___ Data extract ___

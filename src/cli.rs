//! CLI interface for dsa-visualizer

use std::io::{self, IsTerminal};
use std::path::PathBuf;

use anyhow::{bail, Context, Result};
use clap::{Parser, Subcommand};
use crossterm::style::Color;

use crate::config::{self, Config};
use crate::content::ContentRegistry;
use crate::curriculum::Curriculum;
use crate::menu;
use crate::paths;
use crate::progress::ProgressStore;
use crate::resolver::{resolve, Action};
use crate::session::{dispatch_topic, ConsoleTerminal, Session, TopicOutcome};
use crate::ui::Canvas;

#[derive(Parser)]
#[command(name = "dsa-visualizer")]
#[command(about = "Learn data structures and algorithms from zero to hero, with Rust vs C++ comparisons", long_about = None)]
#[command(version)]
struct Cli {
    /// Progress file to read and update
    #[arg(long, global = true, env = "DSA_VISUALIZER_PROGRESS")]
    progress_file: Option<PathBuf>,

    /// Disable coloured output
    #[arg(long, global = true)]
    no_color: bool,

    #[command(subcommand)]
    command: Option<Commands>,
}

#[derive(Subcommand)]
enum Commands {
    /// Start the interactive menu (default when no command given)
    Start,
    /// Show one topic and mark it completed
    Learn {
        /// Topic code, e.g. 2.1
        code: String,
    },
    /// Show learning progress
    Progress,
    /// List the curriculum
    Topics {
        /// Print the curriculum as JSON
        #[arg(long)]
        json: bool,
    },
    /// Follow a predefined learning path, or list the paths
    Path {
        /// Path name (interview, web, competition, systems, fundamentals)
        name: Option<String>,
    },
}

/// Everything a command needs, built once from flags and config
struct App {
    config: Config,
    curriculum: Curriculum,
    registry: ContentRegistry,
    store: ProgressStore,
    color: bool,
}

impl App {
    fn load(cli: &Cli) -> Result<Self> {
        let config = Config::load();
        let curriculum = Curriculum::standard().context("Built-in curriculum is invalid")?;
        let store = config::progress_store(cli.progress_file.as_deref(), &config);

        Ok(Self {
            color: config::color_enabled(&config, cli.no_color) && io::stdout().is_terminal(),
            config,
            curriculum,
            registry: ContentRegistry::standard(),
            store,
        })
    }

    fn run_session(&self) -> Result<()> {
        let mut terminal = self.console()?;
        let mut session = Session::new(&self.curriculum, &self.registry, &self.store, &mut terminal);
        session.run().context("Terminal I/O failed")
    }

    fn console(&self) -> Result<ConsoleTerminal> {
        ConsoleTerminal::new(&self.curriculum, self.color, self.config.display.clear_screen)
    }
}

pub fn run() -> Result<()> {
    let cli = Cli::parse();
    let app = App::load(&cli)?;

    // Default to the interactive menu if no command given
    match cli.command {
        None | Some(Commands::Start) => app.run_session()?,
        Some(Commands::Learn { code }) => learn(&app, &code)?,
        Some(Commands::Progress) => {
            let completed = app.store.load();
            print_text(&app, &menu::render_progress_summary(&completed, &app.curriculum))?;
        }
        Some(Commands::Topics { json }) => {
            if json {
                let json = serde_json::to_string_pretty(app.curriculum.sections())
                    .context("Failed to serialize curriculum")?;
                println!("{}", json);
            } else {
                let completed = app.store.load();
                print_text(&app, &menu::render_curriculum_marked(&app.curriculum, &completed))?;
            }
        }
        Some(Commands::Path { name: None }) => list_paths(&app)?,
        Some(Commands::Path { name: Some(name) }) => {
            let Some(path) = paths::find(&name) else {
                list_paths(&app)?;
                bail!("Unknown learning path '{}'", name);
            };
            let mut terminal = app.console()?;
            let mut session = Session::new(&app.curriculum, &app.registry, &app.store, &mut terminal);
            session.run_path(path).context("Terminal I/O failed")?;
        }
    }

    Ok(())
}

fn learn(app: &App, code: &str) -> Result<()> {
    let code = match resolve(code, &app.curriculum) {
        Action::RunTopic(code) => code,
        Action::InvalidSection(code) => bail!("Invalid section number: '{}'", code),
        Action::InvalidTopic(code) => bail!("Invalid topic number: '{}'", code),
        Action::Exit | Action::ShowProgress | Action::ShowNotes => {
            bail!("'{}' is a menu command, not a topic code", code.trim())
        }
    };
    let topic = app
        .curriculum
        .topic_for(&code)
        .with_context(|| format!("Topic {} disappeared from the curriculum", code))?;

    let mut stdout = io::stdout();
    let mut canvas = Canvas::new(&mut stdout, app.color);
    let outcome = dispatch_topic(topic, &app.registry, &app.store, &mut canvas)?;
    canvas.flush()?;

    if outcome == TopicOutcome::Failed {
        bail!("Failed to display topic {}", code);
    }
    Ok(())
}

fn list_paths(app: &App) -> Result<()> {
    let mut stdout = io::stdout();
    let mut canvas = Canvas::new(&mut stdout, app.color);
    canvas.strong_line("📚 Learning paths:", Color::Green)?;
    for path in paths::all() {
        canvas.blank()?;
        canvas.colored_line(&format!("  {:<14} {}", path.name, path.title), Color::Yellow)?;
        canvas.line(&format!("  {:<14} {} ({} topics)", "", path.description, path.codes.len()))?;
    }
    canvas.blank()?;
    canvas.dim("Run 'dsa-visualizer path <name>' to start one.")?;
    canvas.flush()?;
    Ok(())
}

fn print_text(app: &App, text: &str) -> Result<()> {
    let mut stdout = io::stdout().lock();
    let mut canvas = Canvas::new(&mut stdout, app.color);
    menu::print_colored(&mut canvas, text)?;
    canvas.flush()?;
    Ok(())
}

#[cfg(test)]
mod tests {
    use super::*;
    use clap::CommandFactory;

    #[test]
    fn test_cli_definition() {
        Cli::command().debug_assert();
    }

    #[test]
    fn test_no_args_starts_session() {
        let cli = Cli::try_parse_from(["dsa-visualizer"]).unwrap();
        assert!(cli.command.is_none());
        assert!(!cli.no_color);
    }

    #[test]
    fn test_global_flags_after_subcommand() {
        let cli = Cli::try_parse_from(["dsa-visualizer", "learn", "2.1", "--no-color", "--progress-file", "/tmp/p"]).unwrap();
        assert!(cli.no_color);
        assert_eq!(cli.progress_file, Some(PathBuf::from("/tmp/p")));
        assert!(matches!(cli.command, Some(Commands::Learn { ref code }) if code == "2.1"));
    }

    #[test]
    fn test_topics_json_flag() {
        let cli = Cli::try_parse_from(["dsa-visualizer", "topics", "--json"]).unwrap();
        assert!(matches!(cli.command, Some(Commands::Topics { json: true })));
    }
}
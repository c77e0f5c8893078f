//! Input resolver - raw menu input to an action
//!
//! Resolution is a pure function of the trimmed input and the curriculum.

use crate::curriculum::{section_prefix, Curriculum};

/// What the session should do with one line of input
#[derive(Debug, Clone, PartialEq, Eq)]
pub enum Action {
    Exit,
    ShowProgress,
    ShowNotes,
    /// A topic code known to exist in the curriculum
    RunTopic(String),
    /// The part before the first `.` is not a section
    InvalidSection(String),
    /// The section exists but has no topic with this code
    InvalidTopic(String),
}

/// Command words accepted at the prompt besides topic codes
pub const COMMANDS: &[&str] = &["progress", "notes", "0"];

pub fn resolve(raw: &str, curriculum: &Curriculum) -> Action {
    let input = raw.trim();

    if input == "0" {
        return Action::Exit;
    }
    if input.eq_ignore_ascii_case("progress") {
        return Action::ShowProgress;
    }
    if input.eq_ignore_ascii_case("notes") {
        return Action::ShowNotes;
    }

    let code = input.to_string();
    if curriculum.section_for(section_prefix(input)).is_none() {
        Action::InvalidSection(code)
    } else if !curriculum.contains_topic(input) {
        Action::InvalidTopic(code)
    } else {
        Action::RunTopic(code)
    }
}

___

## Your goal
Look over the material and return every line where the word "InvalidTopic" is found.

## Reply to the exercise
        Action::InvalidTopic(code) => bail!("Invalid topic number: '{}'", code),
    InvalidTopic(String),
        Action::InvalidTopic(code)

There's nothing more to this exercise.